One night, he drank himself into a stupor. I kept trying to tell him why I took the pills and I kept repeating it to him and asking him to repeat it back, but he couldn’t remember even when I’d only told him moments ago. The next day when I brought it up, he didn’t remember it at all.
What I told him was that I take the cold pills for the same reason they give Ivy Ritalin: so that I’m easier to put up with.
I hate saying that, but it’s true. Of course there are other things, like they help us focus, but let’s be honest. The main reason anyone gets force-fed medication is because people don’t like them the way they are and want them to be more tolerable. What I don’t get is why euphoria is considered an adverse effect and why people are forbidden from using things that make them happier. I’ve been on every fucking antidepressant and anti-anxiety and antipsychotic medication in the book, and all any of them have done is make me miserable.

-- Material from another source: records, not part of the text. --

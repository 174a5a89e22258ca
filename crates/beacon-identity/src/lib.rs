//! # beacon-identity
//!
//! Resolves a durable user identifier through an ordered fallback chain:
//! stored identifier → fingerprint provider → local environment hash.
//! Every step degrades into the next instead of failing; only when the last
//! step cannot run does resolution return an error, and the caller then
//! substitutes a session-scoped fallback identity.

pub mod local_hash;
pub mod resolver;
pub mod storage;

pub use local_hash::{local_identifier, rolling_hash, to_base36};
pub use resolver::{IdentityResolver, Resolution};
pub use storage::MemoryStorage;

So I found something that made me personally feel better and made me more tolerable to those around me, but it was wrong and diabolical because it wasn’t a prescription drug. They’re all about cramming pills down my throat (in fact, they INSIST) as long as they’re prescribed. And who cares if they give me terrible migraines, make me want to kill myself, or cause psychotic episodes if doses get missed? As long as they’re prescribed. As long as they’re not actually making me feel better.
And because of one strange occurrence, my sanity is in question, and I have to go through all this bullshit of psychiatric evaluation, therapy, and medication management. Yet I can sit here all day and present evidence of his abuse toward both of us for years and years, and they’re just like “The past is the past, maaaan. You need to let that shit goooo.”

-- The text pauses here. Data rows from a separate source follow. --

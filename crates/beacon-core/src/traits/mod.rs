//! Narrow interfaces to the tracker's external collaborators.
//!
//! Every collaborator is injected, so tests substitute fakes instead of
//! patching globals.

mod environment;
mod fingerprint;
mod site_config_source;
mod storage;
mod transport;

pub use environment::Environment;
pub use fingerprint::{FingerprintAgent, FingerprintProvider, FingerprintResult};
pub use site_config_source::{SiteConfigFetchError, SiteConfigSource};
pub use storage::CrossTabStorage;
pub use transport::{EventTransport, TransportResponse};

Why does he not need to submit to a psych evaluation? Why does he not have to get help? Why am I still paying for his shitty actions while he gets away scot free? And most importantly, why does he get to take the child that I grew inside my body and birthed through excruciating pain to bring into this world when he does next to nothing for her?? And after I already lost my other child to cancer!! It’s pure madness.
Last year around this time, Ivy came to me and told me she wanted to kill herself because she hates herself because of how her dad treats her. She was five at the time. That is not okay. But when I bring this up as evidence, no one gives a shit. Nothing I have ever said or done has ever destroyed her self-worth as much as the things he’s said and done. I never hit her, I only yelled at her if she was in direct danger, and it was always me she ran to for comfort when he did those things.

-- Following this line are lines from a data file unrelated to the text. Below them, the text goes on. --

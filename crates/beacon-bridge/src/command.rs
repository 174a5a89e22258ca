//! Typed commands accepted from page code.

use std::fmt;
use std::str::FromStr;
use std::sync::Arc;

use beacon_core::errors::{BeaconResult, BridgeError};
use beacon_core::models::ArbitraryData;
use serde_json::{Map, Value};

/// Callback fired once the first impression is confirmed delivered.
///
/// Shared rather than owned so that a broadcast can hand the same callback
/// to every live instance.
pub type ImpressionCallback = Arc<dyn Fn() + Send + Sync>;

/// Command names as page code spells them.
#[derive(Debug, Clone, Copy, PartialEq, Eq, Hash)]
pub enum Action {
    Track,
    Config,
    OnFirstImpression,
}

impl Action {
    pub fn as_str(&self) -> &'static str {
        match self {
            Action::Track => "track",
            Action::Config => "config",
            Action::OnFirstImpression => "onFirstImpression",
        }
    }
}

impl FromStr for Action {
    type Err = BridgeError;

    fn from_str(s: &str) -> Result<Self, Self::Err> {
        match s {
            "track" => Ok(Action::Track),
            "config" => Ok(Action::Config),
            "onFirstImpression" => Ok(Action::OnFirstImpression),
            other => Err(BridgeError::UnknownAction {
                action: other.to_string(),
            }),
        }
    }
}

/// One unit of work for a tracker instance.
#[derive(Clone)]
pub enum Command {
    /// Track an event. The name is validated when the command executes.
    Track {
        event_type: String,
        data: ArbitraryData,
    },
    /// Shallow-merge into the tracker options.
    Config { patch: Map<String, Value> },
    /// Register a first-impression callback.
    OnFirstImpression(ImpressionCallback),
}

impl Command {
    pub fn track(event_type: impl Into<String>, data: ArbitraryData) -> Self {
        Command::Track {
            event_type: event_type.into(),
            data,
        }
    }

    pub fn config(patch: Map<String, Value>) -> Self {
        Command::Config { patch }
    }

    pub fn on_first_impression(callback: impl Fn() + Send + Sync + 'static) -> Self {
        Command::OnFirstImpression(Arc::new(callback))
    }

    pub fn action(&self) -> Action {
        match self {
            Command::Track { .. } => Action::Track,
            Command::Config { .. } => Action::Config,
            Command::OnFirstImpression(_) => Action::OnFirstImpression,
        }
    }

    /// Build a command from the untyped `(action, argument, data)` triple the
    /// page-level queue accepts.
    ///
    /// Callbacks cannot travel as JSON, so `onFirstImpression` is rejected
    /// here; page integrations register it through [`Command::on_first_impression`].
    pub fn from_raw(action: &str, argument: Value, data: Option<Value>) -> BeaconResult<Self> {
        let action: Action = action.parse()?;
        match action {
            Action::Track => {
                let Value::String(event_type) = argument else {
                    return Err(malformed(action, "event type must be a string"));
                };
                let data = match data {
                    None | Some(Value::Null) => ArbitraryData::new(),
                    Some(Value::Object(map)) => map,
                    Some(_) => return Err(malformed(action, "data must be an object")),
                };
                Ok(Command::track(event_type, data))
            }
            Action::Config => match argument {
                Value::Object(patch) => Ok(Command::config(patch)),
                _ => Err(malformed(action, "patch must be an object")),
            },
            Action::OnFirstImpression => Err(malformed(action, "callback must be a function")),
        }
    }
}

fn malformed(action: Action, reason: &str) -> beacon_core::BeaconError {
    BridgeError::MalformedCommand {
        action: action.as_str().to_string(),
        reason: reason.to_string(),
    }
    .into()
}

impl fmt::Debug for Command {
    fn fmt(&self, f: &mut fmt::Formatter<'_>) -> fmt::Result {
        match self {
            Command::Track { event_type, data } => f
                .debug_struct("Track")
                .field("event_type", event_type)
                .field("data", data)
                .finish(),
            Command::Config { patch } => f.debug_struct("Config").field("patch", patch).finish(),
            Command::OnFirstImpression(_) => f.write_str("OnFirstImpression(<callback>)"),
        }
    }
}

/// Executes commands against a ready tracker instance.
pub trait CommandHandler: Send + Sync {
    fn handle(&self, command: Command);
}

Who does she have to run to now? Because she’s not an idiot. She knows based on what’s happened in the last year that if she tells anyone about anything, it could be disastrous for her. And I don’t think that she should have her father completely removed from her life, but I certainly don’t think that he’s the proper candidate for custody and I absolutely think that he should get some kind of help if he’s going to continue to have her in his “care.”
There is nothing okay about any of this.